I've gone through the entire history of GitHub push notifications up to now and redelivered those that failed, so any ports that previously weren't built because of this should now be built.

I suspect the cause is that the RAID the buildmaster is on is too slow. It seems quick enough when tested with Blackmagic Disk Speed Test, but I have a feeling that the buildmaster workload plus the periodic syncing via rsync makes random disk accesses slow. When the web interface is responding slowly, accessing the server over ssh also feels sluggish.

The server does have an unused Apple SSD. I could try moving the buildmaster folder to the SSD; that would be fairly easy to do and would let us know whether disk speed is a factor. Another option is to move the entire OS and everything except the rsync directory to the SSD. That's more difficult to do and will involve more downtime, and the reason I hadn't done so initially is that I wanted the assurance of a RAID for our critical infrastructure. Some parts of macOS Server, such as the Caching Server, also seem particularly unhappy about storing their data on a disk that is not the startup volume, and default back to storing their data on the startup volume after a restart. But the caching service uses less disk space than I had anticipated so there should be room to store that data on the SSD.

Change History (5)

comment:1 Changed 7 years ago by neverpanic (Clemens Lang)

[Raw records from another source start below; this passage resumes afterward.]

fn draw_status(f: &mut Frame, app: &App, area: Rect) {
    let status_text = format!(" {} | Ctrl+T switch view | Ctrl+C to quit", app.status);

    let style = if app.warning {
        Style::default().fg(Color::Black).bg(Color::Yellow)
    } else {
        Style::default().fg(Color::White).bg(Color::DarkGray)
    };

    f.render_widget(Paragraph::new(status_text).style(style), area);
}
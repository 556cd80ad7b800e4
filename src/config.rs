//! Server configuration from flags and environment

use clap::Parser;
use std::net::SocketAddr;

pub const DEFAULT_LOG_FILTER: &str = "santa=debug,tower_http=debug";

#[derive(Debug, Clone, Parser)]
#[command(name = "santa")]
#[command(about = "Secret Santa server - register participants and draw gift assignments")]
#[command(version)]
pub struct ServerConfig {
    /// Address to listen on
    #[arg(short, long, env = "SANTA_BIND", default_value = "0.0.0.0:3000")]
    pub bind: SocketAddr,

    /// Tracing filter used when RUST_LOG is not set
    #[arg(long, env = "SANTA_LOG", default_value = DEFAULT_LOG_FILTER)]
    pub log_filter: String,
}
//! WebSocket message types for the Secret Santa protocol
//!
//! These types mirror the server's protocol.

use chrono::{DateTime, Utc};
use serde::{Deserialize, Serialize};
use uuid::Uuid;

/// A registered participant
#[derive(Debug, Clone, PartialEq, Eq, Serialize, Deserialize)]
pub struct Participant {
    pub id: Uuid,
    pub name: String,
    pub email: String,
    pub joined_at: DateTime<Utc>,
}

/// A giver -> receiver pairing
#[derive(Debug, Clone, Copy, PartialEq, Eq, Serialize, Deserialize)]
pub struct Assignment {
    pub giver_id: Uuid,
    pub receiver_id: Uuid,
}

/// Messages from client to server
#[derive(Debug, Clone, PartialEq, Eq, Serialize)]
#[serde(tag = "type", rename_all = "snake_case")]
pub enum ClientMessage {
    /// Register a participant
    AddParticipant { name: String, email: String },
    /// Remove a participant
    RemoveParticipant { participant_id: Uuid },
    /// List participants
    ListParticipants,
    /// Draw assignments
    Assign,
    /// Fetch the current assignments
    GetAssignments,
    /// Resolve a giver's recipient
    LookupReceiver { giver_id: Uuid },
}

/// A change made to the session by another client
#[derive(Debug, Clone, PartialEq, Eq, Deserialize)]
#[serde(tag = "kind", rename_all = "snake_case")]
pub enum Change {
    ParticipantAdded {
        participant: Participant,
    },
    ParticipantRemoved {
        participant_id: Uuid,
        invalidated: Vec<Assignment>,
    },
    Assigned {
        assignments: Vec<Assignment>,
        drawn_at: Option<DateTime<Utc>>,
    },
}

/// Messages from server to client
#[derive(Debug, Clone, Deserialize)]
#[serde(tag = "type", rename_all = "snake_case")]
pub enum ServerMessage {
    /// Participant was registered
    ParticipantAdded { participant: Participant },
    /// Participant was removed
    ParticipantRemoved {
        participant_id: Uuid,
        invalidated: Vec<Assignment>,
    },
    /// Current participant list
    Participants { participants: Vec<Participant> },
    /// A new draw replaced the assignment set
    Assigned {
        assignments: Vec<Assignment>,
        drawn_at: Option<DateTime<Utc>>,
    },
    /// Current assignment set
    Assignments {
        assignments: Vec<Assignment>,
        drawn_at: Option<DateTime<Utc>>,
    },
    /// Recipient for a giver
    Receiver {
        giver_id: Uuid,
        receiver: Option<Participant>,
    },
    /// Pushed when another client changes the session
    SessionChanged { change: Change },
    /// Error occurred
    Error { message: String },
}
//! Secret Santa server

use clap::Parser;
use tower_http::cors::CorsLayer;
use tower_http::trace::TraceLayer;
use tracing_subscriber::{layer::SubscriberExt, util::SubscriberInitExt};

use santa::config::ServerConfig;
use santa::AppState;

#[tokio::main]
async fn main() -> anyhow::Result<()> {
    let config = ServerConfig::parse();

    // Initialize tracing
    tracing_subscriber::registry()
        .with(
            tracing_subscriber::EnvFilter::try_from_default_env()
                .unwrap_or_else(|_| config.log_filter.as_str().into()),
        )
        .with(tracing_subscriber::fmt::layer())
        .init();

    let state = AppState::new();

    let app = santa::router(state)
        .layer(TraceLayer::new_for_http())
        .layer(CorsLayer::permissive());

    let listener = tokio::net::TcpListener::bind(config.bind).await?;
    tracing::info!("Server listening on {}", listener.local_addr()?);

    axum::serve(listener, app).await?;

    Ok(())
}
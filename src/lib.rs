//! Secret Santa server - participant registry and cyclic gift assignment

pub mod api;
pub mod config;
pub mod engine;
pub mod error;
pub mod lookup;
pub mod models;
pub mod registry;
pub mod session;
pub mod store;
pub mod websocket;

use axum::{routing::get, Router};
use std::sync::Arc;

/// Application state shared across handlers
#[derive(Default)]
pub struct AppState {
    pub store: store::Store,
}

impl AppState {
    pub fn new() -> Arc<Self> {
        Arc::new(Self::default())
    }
}

/// Build the router with all HTTP and WebSocket routes
pub fn router(state: Arc<AppState>) -> Router {
    Router::new()
        .route("/health", get(health))
        .route("/ws", get(websocket::handler))
        .route("/api/participants", get(api::list_participants))
        .route("/api/participants/:id/receiver", get(api::get_receiver))
        .route("/api/assignments", get(api::get_assignments))
        .with_state(state)
}

async fn health() -> &'static str {
    "ok"
}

Note that even though GitHub marks some delivered webhooks as failed, they may actually have been processed. That's what we've seen with Trac, for the most part.

In the long run, we should probably have a very simple caching service that accepts the GitHub webhooks, writes them to a database and makes sure they get successfully delivered to the buildmaster (or Trac) with larger timeouts. That would also allow us to restart those services without loosing webhook events.

comment:2 in reply to:  description ; Changed 7 years ago by ryandesign (Ryan Carsten Schmidt)

Replying to ryandesign:

The server does have an unused Apple SSD. I could try moving the buildmaster folder to the SSD; that would be fairly easy to do and would let us know whether disk speed is a factor. Another option is to move the entire OS and everything except the rsync directory to the SSD. That's more difficult to do and will involve more downtime, and the reason I hadn't done so initially is that I wanted the assurance of a RAID for our critical infrastructure.

By running a disk speed test while the server is idle, and again while the server is doing nothing other than upgrading ports using binaries, I'm convinced the main problem is drastic disk speed issues during concurrent disk access. I'll be moving everything except the rsync data to the SSD, which should make most tasks on the server much faster. I need to rewrite the launchd plists and configuration files to anticipate the path to the rsync data changing.

Some parts of macOS Server, such as the Caching Server, also seem particularly unhappy about storing their data on a disk that is not the startup volume, and default back to storing their data on the startup volume after a restart. But the caching service uses less disk space than I had anticipated so there should be room to store that data on the SSD.

Caching Server is no longer part of Server now and is part of High Sierra, so I'll be moving that service from the buildmaster to a VM running High Sierra.

comment:3 in reply to:  2 Changed 7 years ago by ryandesign (Ryan Carsten Schmidt)

Replying to ryandesign:

Caching Server is no longer part of Server now and is part of High Sierra, so I'll be moving that service from the buildmaster to a VM running High Sierra.

Caching Server cannot be used when High Sierra is running as a VM. Thanks, Apple.

comment:4 in reply to:  2 Changed 7 years ago by ryandesign (Ryan Carsten Schmidt)

Replying to ryandesign:

I'll be moving everything except the rsync data to the SSD, which should make most tasks on the server much faster. I need to rewrite the launchd plists and configuration files to anticipate the path to the rsync data changing.

This is done. The rsync data and mprsyncup tmp directories remain on the RAID; the buildbot data, the OS, and everything else is now on SSD.

comment:5 Changed 7 years ago by ryandesign (Ryan Carsten Schmidt)

Resolution: fixed
Status: newclosed

This does seem to be a lot faster, and is good enough for now.